Exercise requirements:
Write the line that contains "assert!((fa.clean_camera.pos - fb.clean_camera.pos).length()" and each one after it, word for word, ending with the final line of the data.

------------------------------

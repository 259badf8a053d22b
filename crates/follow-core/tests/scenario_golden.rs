use std::path::PathBuf;

use followcam_core::{Simulation, Trajectory};
use followcam_scene::Scenario;
use glam::Vec3;

fn load_fixture() -> Scenario {
    let path = PathBuf::from(env!("CARGO_MANIFEST_DIR"))
        .join("..")
        .join("..")
        .join("fixtures")
        .join("sample-scenario.json");

    Scenario::load(path).expect("fixture scenario should load")
}

fn run(scenario: Scenario) -> Trajectory {
    Simulation::new(scenario)
        .expect("fixture scenario should be valid")
        .run()
}

#[test]
fn fixture_is_valid() {
    let scenario = load_fixture();
    assert!(scenario.validate().is_empty(), "{:?}", scenario.validate());
    assert_eq!(scenario.targets.len(), 3);
}

#[test]
fn same_seed_same_trajectory() {
    let a = run(load_fixture());
    let b = run(load_fixture());
    assert_eq!(a, b);
}

#[test]
fn different_seed_changes_only_the_shake() {
    let a = run(load_fixture());
    let mut reseeded = load_fixture();
    reseeded.seed += 1;
    let b = run(reseeded);

    // Shaken camera differs right after the first hit...
    assert_ne!(a.frames[11].camera, b.frames[11].camera);
    // ...but the smoothed path underneath is the same.
    for (fa, fb) in a.frames.iter().zip(&b.frames) {
        assert!((fa.clean_camera.pos - fb.clean_camera.pos).length() < 0.05);
    }
}

#[test]
fn camera_settles_behind_focus() {
    let trajectory = run(load_fixture());
    let last = trajectory.last().unwrap();

    // Fighters at x = -300 and 300: focus at the origin, spread 300,
    // pull-back 100 on top of the 500 focus distance.
    let focus = last.focus.unwrap();
    assert!(focus.pos.length() < 1e-3);
    assert!((focus.radius - 300.0).abs() < 1e-3);
    assert!((last.pullback - 100.0).abs() < 1e-3);
    assert!((last.clean_camera.pos - Vec3::new(0.0, 0.0, -600.0)).length() < 0.05);
}

#[test]
fn crate_disposal_is_pruned() {
    let trajectory = run(load_fixture());
    assert_eq!(trajectory.frames[99].live_targets, 3);
    assert_eq!(trajectory.frames[100].live_targets, 2);

    // While the crate is alive the focus sits above the fighters.
    let before = trajectory.frames[99].focus.unwrap();
    assert!((before.pos.y - 50.0).abs() < 1e-3);
}

#[test]
fn listener_follows_clean_camera() {
    let trajectory = run(load_fixture());
    for frame in &trajectory.frames {
        let listener = frame.listener.unwrap();
        assert_eq!(listener.x, frame.clean_camera.pos.x);
        assert_eq!(listener.y, frame.clean_camera.pos.y);
        assert_eq!(listener.z, -50.0);
    }
}

#[test]
fn shake_decays_between_hits() {
    let trajectory = run(load_fixture());
    assert_eq!(trajectory.frames[9].shake_intensity, 0.0);

    // The hit lands on the focus point, so it is not attenuated;
    // one decay step happens in the same tick.
    assert!((trajectory.frames[10].shake_intensity - 1.6).abs() < 1e-3);

    for window in trajectory.frames[10..150].windows(2) {
        assert!(window[1].shake_intensity <= window[0].shake_intensity);
    }
    assert!(trajectory.last().unwrap().shake_intensity < 1e-6);
}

------------------------------

Result:
        assert!((fa.clean_camera.pos - fb.clean_camera.pos).length() < 0.05);
    }
}

#[test]
fn camera_settles_behind_focus() {
    let trajectory = run(load_fixture());
    let last = trajectory.last().unwrap();

    // Fighters at x = -300 and 300: focus at the origin, spread 300,
    // pull-back 100 on top of the 500 focus distance.
    let focus = last.focus.unwrap();
    assert!(focus.pos.length() < 1e-3);
    assert!((focus.radius - 300.0).abs() < 1e-3);
    assert!((last.pullback - 100.0).abs() < 1e-3);
    assert!((last.clean_camera.pos - Vec3::new(0.0, 0.0, -600.0)).length() < 0.05);
}

#[test]
fn crate_disposal_is_pruned() {
    let trajectory = run(load_fixture());
    assert_eq!(trajectory.frames[99].live_targets, 3);
    assert_eq!(trajectory.frames[100].live_targets, 2);

    // While the crate is alive the focus sits above the fighters.
    let before = trajectory.frames[99].focus.unwrap();
    assert!((before.pos.y - 50.0).abs() < 1e-3);
}

#[test]
fn listener_follows_clean_camera() {
    let trajectory = run(load_fixture());
    for frame in &trajectory.frames {
        let listener = frame.listener.unwrap();
        assert_eq!(listener.x, frame.clean_camera.pos.x);
        assert_eq!(listener.y, frame.clean_camera.pos.y);
        assert_eq!(listener.z, -50.0);
    }
}

#[test]
fn shake_decays_between_hits() {
    let trajectory = run(load_fixture());
    assert_eq!(trajectory.frames[9].shake_intensity, 0.0);

    // The hit lands on the focus point, so it is not attenuated;
    // one decay step happens in the same tick.
    assert!((trajectory.frames[10].shake_intensity - 1.6).abs() < 1e-3);

    for window in trajectory.frames[10..150].windows(2) {
        assert!(window[1].shake_intensity <= window[0].shake_intensity);
    }
    assert!(trajectory.last().unwrap().shake_intensity < 1e-6);
}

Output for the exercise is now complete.